» **WHAT IS BEING ASKED**: What is expected is a word-for-word copy of all the entries.

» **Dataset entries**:
....................
//! Application execution logic.
//!
//! This module drives one send run or one delete request against the
//! configured webhook and turns the run's events into console output.

use std::fmt;

use thiserror::Error;
use tokio::signal;

use hook_pacer::config::ValidatedConfig;
use hook_pacer::dispatch::{
    DeleteOutcome, DeliveryKind, DispatchError, DispatchEvent, DispatchOutcome, Dispatcher,
    StopReason, delete_endpoint,
};
use hook_pacer::webhook::{DryRunClient, HttpClient, ReqwestClient};

#[cfg(test)]
#[path = "run_tests.rs"]
mod tests;

/// Error type for runtime execution failures.
#[derive(Debug, Error)]
pub enum RunError {
    /// The dispatch layer refused or lost the run.
    #[error(transparent)]
    Dispatch(#[from] DispatchError),

    /// The delete request did not remove the webhook.
    #[error("{0}")]
    DeleteNotCompleted(DeleteOutcome),
}

/// What the binary was asked to do.
#[derive(Debug, Clone, Copy, PartialEq, Eq)]
pub enum Mode {
    /// Post messages to the webhook.
    Send,
    /// Delete the webhook.
    Delete,
}

/// Executes a send run or a delete request.
///
/// In dry-run mode every request is logged and answered locally.
///
/// # Errors
///
/// Returns an error if:
/// - The dispatch run could not start or its task panicked
/// - The delete request did not succeed
#[cfg(not(tarpaulin_include))]
pub async fn execute(config: ValidatedConfig, mode: Mode) -> Result<(), RunError> {
    if config.dry_run {
        tracing::info!("Dry-run mode enabled - requests will be logged but not sent");
    }

    match (mode, config.dry_run) {
        (Mode::Send, false) => send(ReqwestClient::new(), &config).await.map(drop),
        (Mode::Send, true) => send(DryRunClient, &config).await.map(drop),
        (Mode::Delete, false) => delete(&ReqwestClient::new(), &config).await.map(drop),
        (Mode::Delete, true) => delete(&DryRunClient, &config).await.map(drop),
    }
}

/// Runs the dispatch loop until it completes or Ctrl+C stops it.
///
/// The first shutdown signal asks the run to stop at its next attempt
/// boundary; the message in flight is allowed to finish.
#[cfg(not(tarpaulin_include))]
async fn send<H>(client: H, config: &ValidatedConfig) -> Result<DispatchOutcome, RunError>
where
    H: HttpClient + 'static,
{
    let mut handle = Dispatcher::new(client).spawn(config.run_config())?;
    let cancel = handle.cancel_token();
    let mut summary = RunSummary::default();

    let shutdown = shutdown_signal();
    tokio::pin!(shutdown);

    loop {
        tokio::select! {
            biased;

            () = &mut shutdown, if !cancel.is_cancelled() => {
                tracing::info!("Stop requested, finishing the current message...");
                cancel.cancel();
            }

            event = handle.next_event() => {
                let Some(event) = event else { break };
                summary.record(&event);
                if let DispatchEvent::Finished(_) = event {
                    println!("{summary}");
                }
            }
        }
    }

    Ok(handle.join().await?)
}

/// Sends the delete request and reports the result.
async fn delete<H: HttpClient>(
    client: &H,
    config: &ValidatedConfig,
) -> Result<DeleteOutcome, RunError> {
    let outcome = delete_endpoint(client, &config.url).await?;
    println!("{outcome}");
    delete_result(outcome)
}

/// Maps a delete outcome to the binary's success or failure.
fn delete_result(outcome: DeleteOutcome) -> Result<DeleteOutcome, RunError> {
    match outcome {
        DeleteOutcome::Succeeded => Ok(outcome),
        DeleteOutcome::NotFound | DeleteOutcome::Failed => {
            Err(RunError::DeleteNotCompleted(outcome))
        }
    }
}

/// Running tally of a send run, built from its events.
#[derive(Debug, Default, Clone, PartialEq, Eq)]
struct RunSummary {
    total_count: u64,
    delivered: u64,
    failed: u64,
    rate_limited: u64,
    outcome: Option<DispatchOutcome>,
}

impl RunSummary {
    fn record(&mut self, event: &DispatchEvent) {
        match event {
            DispatchEvent::Started { total_count, .. } => self.total_count = *total_count,
            DispatchEvent::Delivery(delivery) => {
                match delivery.kind {
                    DeliveryKind::Sent => self.delivered += 1,
                    DeliveryKind::Failed => self.failed += 1,
                    DeliveryKind::RateLimited => self.rate_limited += 1,
                }
                tracing::debug!(
                    "Progress: {}/{} ({} failed, {} rate limited)",
                    self.delivered + self.failed,
                    self.total_count,
                    self.failed,
                    self.rate_limited,
                );
            }
            DispatchEvent::Finished(outcome) => self.outcome = Some(*outcome),
        }
    }
}

impl fmt::Display for RunSummary {
    fn fmt(&self, f: &mut fmt::Formatter<'_>) -> fmt::Result {
        match self.outcome.map(|o| o.reason) {
            Some(StopReason::Completed) => {
                write!(f, "Successfully sent {} message(s)", self.delivered + self.failed)?;
            }
            Some(StopReason::Cancelled) => write!(
                f,
                "Stopped early. Messages sent: {}",
                self.delivered + self.failed
            )?,
            None => write!(f, "Run in progress")?,
        }

        if self.failed > 0 || self.rate_limited > 0 {
            write!(
                f,
                " ({} failed, {} rate limited)",
                self.failed, self.rate_limited
            )?;
        }

        Ok(())
    }
}

/// Returns a future that completes when a shutdown signal is received.
///
/// Excluded from coverage - requires OS signal handling.
#[cfg(not(tarpaulin_include))]
async fn shutdown_signal() {
    let ctrl_c = async {
        if let Err(e) = signal::ctrl_c().await {
            tracing::warn!("Failed to install Ctrl+C handler: {e}");
            std::future::pending::<()>().await;
        }
    };

    #[cfg(unix)]
    let terminate = async {
        match signal::unix::signal(signal::unix::SignalKind::terminate()) {
            Ok(mut stream) => {
                stream.recv().await;
            }
            Err(e) => {
                tracing::warn!("Failed to install SIGTERM handler: {e}");
                std::future::pending::<()>().await;
            }
        }
    };

    #[cfg(not(unix))]
    let terminate = std::future::pending::<()>();

    tokio::select! {
        () = ctrl_c => {}
        () = terminate => {}
    }
}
....................
» **SOLUTION FOR THIS TASK**:
//! Application execution logic.
//!
//! This module drives one send run or one delete request against the
//! configured webhook and turns the run's events into console output.

use std::fmt;

use thiserror::Error;
use tokio::signal;

use hook_pacer::config::ValidatedConfig;
use hook_pacer::dispatch::{
    DeleteOutcome, DeliveryKind, DispatchError, DispatchEvent, DispatchOutcome, Dispatcher,
    StopReason, delete_endpoint,
};
use hook_pacer::webhook::{DryRunClient, HttpClient, ReqwestClient};

#[cfg(test)]
#[path = "run_tests.rs"]
mod tests;

/// Error type for runtime execution failures.
#[derive(Debug, Error)]
pub enum RunError {
    /// The dispatch layer refused or lost the run.
    #[error(transparent)]
    Dispatch(#[from] DispatchError),

    /// The delete request did not remove the webhook.
    #[error("{0}")]
    DeleteNotCompleted(DeleteOutcome),
}

/// What the binary was asked to do.
#[derive(Debug, Clone, Copy, PartialEq, Eq)]
pub enum Mode {
    /// Post messages to the webhook.
    Send,
    /// Delete the webhook.
    Delete,
}

/// Executes a send run or a delete request.
///
/// In dry-run mode every request is logged and answered locally.
///
/// # Errors
///
/// Returns an error if:
/// - The dispatch run could not start or its task panicked
/// - The delete request did not succeed
#[cfg(not(tarpaulin_include))]
pub async fn execute(config: ValidatedConfig, mode: Mode) -> Result<(), RunError> {
    if config.dry_run {
        tracing::info!("Dry-run mode enabled - requests will be logged but not sent");
    }

    match (mode, config.dry_run) {
        (Mode::Send, false) => send(ReqwestClient::new(), &config).await.map(drop),
        (Mode::Send, true) => send(DryRunClient, &config).await.map(drop),
        (Mode::Delete, false) => delete(&ReqwestClient::new(), &config).await.map(drop),
        (Mode::Delete, true) => delete(&DryRunClient, &config).await.map(drop),
    }
}

/// Runs the dispatch loop until it completes or Ctrl+C stops it.
///
/// The first shutdown signal asks the run to stop at its next attempt
/// boundary; the message in flight is allowed to finish.
#[cfg(not(tarpaulin_include))]
async fn send<H>(client: H, config: &ValidatedConfig) -> Result<DispatchOutcome, RunError>
where
    H: HttpClient + 'static,
{
    let mut handle = Dispatcher::new(client).spawn(config.run_config())?;
    let cancel = handle.cancel_token();
    let mut summary = RunSummary::default();

    let shutdown = shutdown_signal();
    tokio::pin!(shutdown);

    loop {
        tokio::select! {
            biased;

            () = &mut shutdown, if !cancel.is_cancelled() => {
                tracing::info!("Stop requested, finishing the current message...");
                cancel.cancel();
            }

            event = handle.next_event() => {
                let Some(event) = event else { break };
                summary.record(&event);
                if let DispatchEvent::Finished(_) = event {
                    println!("{summary}");
                }
            }
        }
    }

    Ok(handle.join().await?)
}

/// Sends the delete request and reports the result.
async fn delete<H: HttpClient>(
    client: &H,
    config: &ValidatedConfig,
) -> Result<DeleteOutcome, RunError> {
    let outcome = delete_endpoint(client, &config.url).await?;
    println!("{outcome}");
    delete_result(outcome)
}

/// Maps a delete outcome to the binary's success or failure.
fn delete_result(outcome: DeleteOutcome) -> Result<DeleteOutcome, RunError> {
    match outcome {
        DeleteOutcome::Succeeded => Ok(outcome),
        DeleteOutcome::NotFound | DeleteOutcome::Failed => {
            Err(RunError::DeleteNotCompleted(outcome))
        }
    }
}

/// Running tally of a send run, built from its events.
#[derive(Debug, Default, Clone, PartialEq, Eq)]
struct RunSummary {
    total_count: u64,
    delivered: u64,
    failed: u64,
    rate_limited: u64,
    outcome: Option<DispatchOutcome>,
}

impl RunSummary {
    fn record(&mut self, event: &DispatchEvent) {
        match event {
            DispatchEvent::Started { total_count, .. } => self.total_count = *total_count,
            DispatchEvent::Delivery(delivery) => {
                match delivery.kind {
                    DeliveryKind::Sent => self.delivered += 1,
                    DeliveryKind::Failed => self.failed += 1,
                    DeliveryKind::RateLimited => self.rate_limited += 1,
                }
                tracing::debug!(
                    "Progress: {}/{} ({} failed, {} rate limited)",
                    self.delivered + self.failed,
                    self.total_count,
                    self.failed,
                    self.rate_limited,
                );
            }
            DispatchEvent::Finished(outcome) => self.outcome = Some(*outcome),
        }
    }
}

impl fmt::Display for RunSummary {
    fn fmt(&self, f: &mut fmt::Formatter<'_>) -> fmt::Result {
        match self.outcome.map(|o| o.reason) {
            Some(StopReason::Completed) => {
                write!(f, "Successfully sent {} message(s)", self.delivered + self.failed)?;
            }
            Some(StopReason::Cancelled) => write!(
                f,
                "Stopped early. Messages sent: {}",
                self.delivered + self.failed
            )?,
            None => write!(f, "Run in progress")?,
        }

        if self.failed > 0 || self.rate_limited > 0 {
            write!(
                f,
                " ({} failed, {} rate limited)",
                self.failed, self.rate_limited
            )?;
        }

        Ok(())
    }
}

/// Returns a future that completes when a shutdown signal is received.
///
/// Excluded from coverage - requires OS signal handling.
#[cfg(not(tarpaulin_include))]
async fn shutdown_signal() {
    let ctrl_c = async {
        if let Err(e) = signal::ctrl_c().await {
            tracing::warn!("Failed to install Ctrl+C handler: {e}");
            std::future::pending::<()>().await;
        }
    };

    #[cfg(unix)]
    let terminate = async {
        match signal::unix::signal(signal::unix::SignalKind::terminate()) {
            Ok(mut stream) => {
                stream.recv().await;
            }
            Err(e) => {
                tracing::warn!("Failed to install SIGTERM handler: {e}");
                std::future::pending::<()>().await;
            }
        }
    };

    #[cfg(not(unix))]
    let terminate = std::future::pending::<()>();

    tokio::select! {
        () = ctrl_c => {}
        () = terminate => {}
    }
}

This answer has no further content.